[Collected data]
== Segment start ==

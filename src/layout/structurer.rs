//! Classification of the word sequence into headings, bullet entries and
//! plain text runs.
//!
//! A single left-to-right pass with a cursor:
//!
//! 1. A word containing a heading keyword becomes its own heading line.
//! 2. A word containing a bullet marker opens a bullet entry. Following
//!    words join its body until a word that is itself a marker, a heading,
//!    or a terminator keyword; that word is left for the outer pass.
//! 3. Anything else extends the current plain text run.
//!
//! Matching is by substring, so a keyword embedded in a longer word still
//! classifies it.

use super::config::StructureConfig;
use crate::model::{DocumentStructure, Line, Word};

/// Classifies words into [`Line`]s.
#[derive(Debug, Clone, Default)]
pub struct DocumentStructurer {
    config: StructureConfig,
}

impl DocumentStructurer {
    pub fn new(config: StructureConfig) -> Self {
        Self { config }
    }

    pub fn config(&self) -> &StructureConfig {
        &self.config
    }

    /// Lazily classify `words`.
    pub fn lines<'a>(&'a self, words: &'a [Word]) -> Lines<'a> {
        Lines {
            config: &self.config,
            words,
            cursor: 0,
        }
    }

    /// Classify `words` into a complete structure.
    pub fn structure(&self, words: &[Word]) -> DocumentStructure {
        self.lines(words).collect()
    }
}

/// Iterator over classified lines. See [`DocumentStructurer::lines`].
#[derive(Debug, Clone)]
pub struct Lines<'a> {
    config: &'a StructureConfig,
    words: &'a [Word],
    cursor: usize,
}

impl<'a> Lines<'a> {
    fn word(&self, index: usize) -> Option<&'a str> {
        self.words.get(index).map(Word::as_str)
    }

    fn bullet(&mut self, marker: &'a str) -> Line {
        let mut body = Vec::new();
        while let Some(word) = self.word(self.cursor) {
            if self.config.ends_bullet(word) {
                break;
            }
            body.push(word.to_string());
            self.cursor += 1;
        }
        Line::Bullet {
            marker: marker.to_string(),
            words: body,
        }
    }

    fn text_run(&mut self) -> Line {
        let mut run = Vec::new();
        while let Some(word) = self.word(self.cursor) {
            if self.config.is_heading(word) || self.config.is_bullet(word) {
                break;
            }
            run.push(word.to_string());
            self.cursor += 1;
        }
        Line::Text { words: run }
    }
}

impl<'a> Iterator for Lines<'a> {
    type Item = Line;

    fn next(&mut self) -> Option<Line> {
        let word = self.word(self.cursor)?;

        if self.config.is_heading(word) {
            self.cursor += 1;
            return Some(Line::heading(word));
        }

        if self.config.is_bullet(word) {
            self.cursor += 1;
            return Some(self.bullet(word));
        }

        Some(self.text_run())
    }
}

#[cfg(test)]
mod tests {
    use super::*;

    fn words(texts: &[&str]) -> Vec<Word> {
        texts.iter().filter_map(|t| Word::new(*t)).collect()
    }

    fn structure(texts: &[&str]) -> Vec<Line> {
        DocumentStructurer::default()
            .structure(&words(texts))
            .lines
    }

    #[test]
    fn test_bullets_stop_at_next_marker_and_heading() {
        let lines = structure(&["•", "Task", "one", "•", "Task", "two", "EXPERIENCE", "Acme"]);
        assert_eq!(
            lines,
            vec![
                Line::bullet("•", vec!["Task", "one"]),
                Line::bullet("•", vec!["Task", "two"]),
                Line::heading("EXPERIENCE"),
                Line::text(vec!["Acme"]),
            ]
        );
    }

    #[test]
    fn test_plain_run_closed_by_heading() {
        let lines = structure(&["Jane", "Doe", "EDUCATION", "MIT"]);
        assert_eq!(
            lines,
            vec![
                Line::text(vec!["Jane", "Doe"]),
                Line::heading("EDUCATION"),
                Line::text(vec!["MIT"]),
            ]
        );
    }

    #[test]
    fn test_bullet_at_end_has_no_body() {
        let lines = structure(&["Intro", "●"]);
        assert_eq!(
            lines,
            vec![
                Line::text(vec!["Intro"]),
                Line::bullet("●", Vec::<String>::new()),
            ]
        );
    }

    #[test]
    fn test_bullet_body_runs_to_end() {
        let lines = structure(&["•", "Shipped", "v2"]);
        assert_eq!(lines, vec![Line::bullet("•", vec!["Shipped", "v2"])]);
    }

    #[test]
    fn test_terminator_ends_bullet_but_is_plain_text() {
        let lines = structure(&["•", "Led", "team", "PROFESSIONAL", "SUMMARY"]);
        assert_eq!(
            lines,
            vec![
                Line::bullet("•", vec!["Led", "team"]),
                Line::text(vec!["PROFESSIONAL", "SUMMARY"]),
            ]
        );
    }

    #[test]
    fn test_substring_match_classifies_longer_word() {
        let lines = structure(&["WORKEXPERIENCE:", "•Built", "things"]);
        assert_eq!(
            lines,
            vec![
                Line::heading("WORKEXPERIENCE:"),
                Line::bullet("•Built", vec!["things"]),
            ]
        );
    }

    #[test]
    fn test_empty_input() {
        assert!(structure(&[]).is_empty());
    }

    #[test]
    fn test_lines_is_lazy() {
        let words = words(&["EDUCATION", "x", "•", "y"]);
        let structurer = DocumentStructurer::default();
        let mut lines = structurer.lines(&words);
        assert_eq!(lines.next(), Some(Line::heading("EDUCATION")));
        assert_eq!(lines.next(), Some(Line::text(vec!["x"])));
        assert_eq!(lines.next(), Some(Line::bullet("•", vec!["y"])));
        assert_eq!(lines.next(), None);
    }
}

== Segment end ==

WHAT THE EXERCISE ASKS
Every line above that holds "index" should be copied out.

RESPONSE BOX
    fn word(&self, index: usize) -> Option<&'a str> {
        self.words.get(index).map(Word::as_str)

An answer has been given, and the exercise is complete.